Guide Lines Again. When intending to draw a draped or clothed figure, first draw, in faint lines, the figure itself through the clothes. Erase the faint lines, which are guide lines only. This method will be of special assistance in getting the feet in the right place and in the right direction. That is, first draw the feet without the shoes, putting the latter on afterwards.
The Left Hand as a Model. Holding the left hand in any rigid position that is most convenient and using it as a model is fine exercise. The hands are among the most difficult objects to draw, but by continued practice and observation much of the difficulty is overcome. The blocking-in method is particularly required in drawing the hands and feet.

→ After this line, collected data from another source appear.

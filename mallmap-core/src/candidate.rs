//! Ranking inputs and outputs.
//!
//! A [`Candidate`] is built per request by the caller and consumed by the
//! ranker, which produces exactly one [`RankedResult`] for it. Field names
//! serialise in `camelCase` so the pair matches the request/response
//! messages exchanged with front ends.

use serde::{Deserialize, Serialize};
use serde_json::Value;

use crate::{Coordinate, Kind};

/// Distance reported for a candidate that could not be ranked.
pub const SENTINEL_DISTANCE_KM: f64 = 999.0;

/// Score reported for a candidate that could not be ranked.
pub const SENTINEL_SCORE: f64 = 999.0;

/// Location payload attached to a candidate.
///
/// Payloads that do not decode as a `{lat, lng}` object are retained as
/// [`Location::Malformed`] so a single corrupt row cannot fail a request.
#[derive(Debug, Clone, PartialEq, Serialize, Deserialize)]
#[serde(untagged)]
pub enum Location {
    /// A well-formed coordinate.
    Point(Coordinate),
    /// Any other JSON value supplied in the `coords` field.
    Malformed(Value),
}

impl Location {
    /// Return the coordinate, or `None` for a malformed payload.
    #[must_use]
    pub const fn point(&self) -> Option<Coordinate> {
        match self {
            Self::Point(coordinate) => Some(*coordinate),
            Self::Malformed(_) => None,
        }
    }
}

impl From<Coordinate> for Location {
    fn from(coordinate: Coordinate) -> Self {
        Self::Point(coordinate)
    }
}

/// An entity submitted for ranking.
///
/// `id` must be unique within one request. Every other field is optional.
///
/// # Examples
/// ```
/// use mallmap_core::{Candidate, Coordinate, Kind};
///
/// let candidate = Candidate::new("central-world")
///     .with_coords(Coordinate::new(13.7466, 100.5393))
///     .with_kind(Kind::Mall)
///     .with_open_now(true);
/// assert_eq!(candidate.kind, Some(Kind::Mall));
/// ```
#[derive(Debug, Clone, PartialEq, Serialize, Deserialize)]
#[serde(rename_all = "camelCase")]
pub struct Candidate {
    /// Caller-assigned identifier echoed in the result.
    pub id: String,
    /// Known location, if any.
    #[serde(default, skip_serializing_if = "Option::is_none")]
    pub coords: Option<Location>,
    /// Mall or store.
    #[serde(default, skip_serializing_if = "Option::is_none")]
    pub kind: Option<Kind>,
    /// Whether the entity is open at request time.
    #[serde(default, skip_serializing_if = "Option::is_none")]
    pub open_now: Option<bool>,
}

impl Candidate {
    /// Construct a candidate carrying only an identifier.
    #[must_use]
    pub fn new(id: impl Into<String>) -> Self {
        Self {
            id: id.into(),
            coords: None,
            kind: None,
            open_now: None,
        }
    }

    /// Attach a location.
    #[must_use]
    pub fn with_coords(mut self, coords: impl Into<Location>) -> Self {
        self.coords = Some(coords.into());
        self
    }

    /// Attach a kind.
    #[must_use]
    pub const fn with_kind(mut self, kind: Kind) -> Self {
        self.kind = Some(kind);
        self
    }

    /// Attach an open-now flag.
    #[must_use]
    pub const fn with_open_now(mut self, open_now: bool) -> Self {
        self.open_now = Some(open_now);
        self
    }
}

/// Why a result carries sentinel values instead of a computed ranking.
///
/// Both reasons serialise identically on the wire; the classification is
/// only visible in-process.
#[derive(Debug, Clone, Copy, PartialEq, Eq)]
pub enum FallbackReason {
    /// The candidate had no `coords`.
    MissingCoordinates,
    /// The candidate's location or row could not be interpreted.
    ComputationFailed,
}

/// The ranked form of a [`Candidate`]. Lower scores rank first.
#[derive(Debug, Clone, PartialEq, Serialize, Deserialize)]
#[serde(rename_all = "camelCase")]
pub struct RankedResult {
    /// Identifier echoed from the candidate.
    pub id: String,
    /// Great-circle distance from the origin in kilometres.
    pub distance_km: f64,
    /// Composite ranking score.
    pub score: f64,
    /// Kind echoed from the candidate.
    #[serde(default, skip_serializing_if = "Option::is_none")]
    pub kind: Option<Kind>,
    /// Open-now flag echoed from the candidate.
    #[serde(default, skip_serializing_if = "Option::is_none")]
    pub open_now: Option<bool>,
    /// Set when the sentinel values were used.
    #[serde(skip)]
    pub fallback: Option<FallbackReason>,
}

impl RankedResult {
    /// Build a computed result for `candidate`.
    #[must_use]
    pub fn computed(candidate: &Candidate, distance_km: f64, score: f64) -> Self {
        Self {
            id: candidate.id.clone(),
            distance_km,
            score,
            kind: candidate.kind,
            open_now: candidate.open_now,
            fallback: None,
        }
    }

    /// Build a sentinel result for `candidate`.
    #[must_use]
    pub fn fallback(candidate: &Candidate, reason: FallbackReason) -> Self {
        Self {
            id: candidate.id.clone(),
            distance_km: SENTINEL_DISTANCE_KM,
            score: SENTINEL_SCORE,
            kind: candidate.kind,
            open_now: candidate.open_now,
            fallback: Some(reason),
        }
    }

    /// Report whether the distance should be displayed as unknown.
    #[must_use]
    pub fn is_unrankable(&self) -> bool {
        crate::DistanceLabel::new(self.distance_km).is_unavailable()
    }
}

#[cfg(test)]
mod tests {
    use super::*;
    use rstest::rstest;

    #[rstest]
    fn decodes_wire_row() {
        let row: Candidate = serde_json::from_str(
            r#"{"id":"A","coords":{"lat":13.6891,"lng":100.5441},"kind":"mall","openNow":true}"#,
        )
        .expect("valid row");
        assert_eq!(
            row,
            Candidate::new("A")
                .with_coords(Coordinate::new(13.6891, 100.5441))
                .with_kind(Kind::Mall)
                .with_open_now(true)
        );
    }

    #[rstest]
    #[case(r#"{"id":"X","coords":{"lat":"north"}}"#)]
    #[case(r#"{"id":"X","coords":{"latitude":13.0,"longitude":100.0}}"#)]
    #[case(r#"{"id":"X","coords":"somewhere"}"#)]
    fn retains_malformed_coords(#[case] raw: &str) {
        let row: Candidate = serde_json::from_str(raw).expect("row decodes");
        assert!(matches!(row.coords, Some(Location::Malformed(_))));
    }

    #[rstest]
    fn null_coords_are_missing() {
        let row: Candidate = serde_json::from_str(r#"{"id":"X","coords":null}"#).expect("row");
        assert_eq!(row.coords, None);
    }

    #[rstest]
    fn fallback_preserves_echoed_fields() {
        let candidate = Candidate::new("C").with_kind(Kind::Store).with_open_now(false);
        let result = RankedResult::fallback(&candidate, FallbackReason::MissingCoordinates);
        assert_eq!(result.distance_km, SENTINEL_DISTANCE_KM);
        assert_eq!(result.score, SENTINEL_SCORE);
        assert_eq!(result.kind, Some(Kind::Store));
        assert_eq!(result.open_now, Some(false));
        assert!(result.is_unrankable());
    }

    #[rstest]
    fn result_serialises_camel_case_without_fallback() {
        let candidate = Candidate::new("C");
        let result = RankedResult::fallback(&candidate, FallbackReason::ComputationFailed);
        let json = serde_json::to_string(&result).expect("serialise result");
        assert_eq!(json, r#"{"id":"C","distanceKm":999.0,"score":999.0}"#);
    }
}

Here is shown the effect of drawing faces by means of horizontal and vertical guide lines and by means of blocking-in lines, and also the effect of drawing without these aids. See how ''out-of-drawing" the faces on the right appear!
Line Variations. Fig. 3 Two big crayon faces. Pupils may be given a subject, together with instructions to make one drawing in which ordinary lines are used, and then to treat the same subject with extremely heavy lines, using a broad-pointed pencil or crayon. The lines in the latter exercise should be made broad, with single, modulated strokes in order to make the lines sufficiently broad, instead of going over and over in order to obtain breadth.
The same subject may be treated with accentuated lines, and with shaded lines to give the impression of form.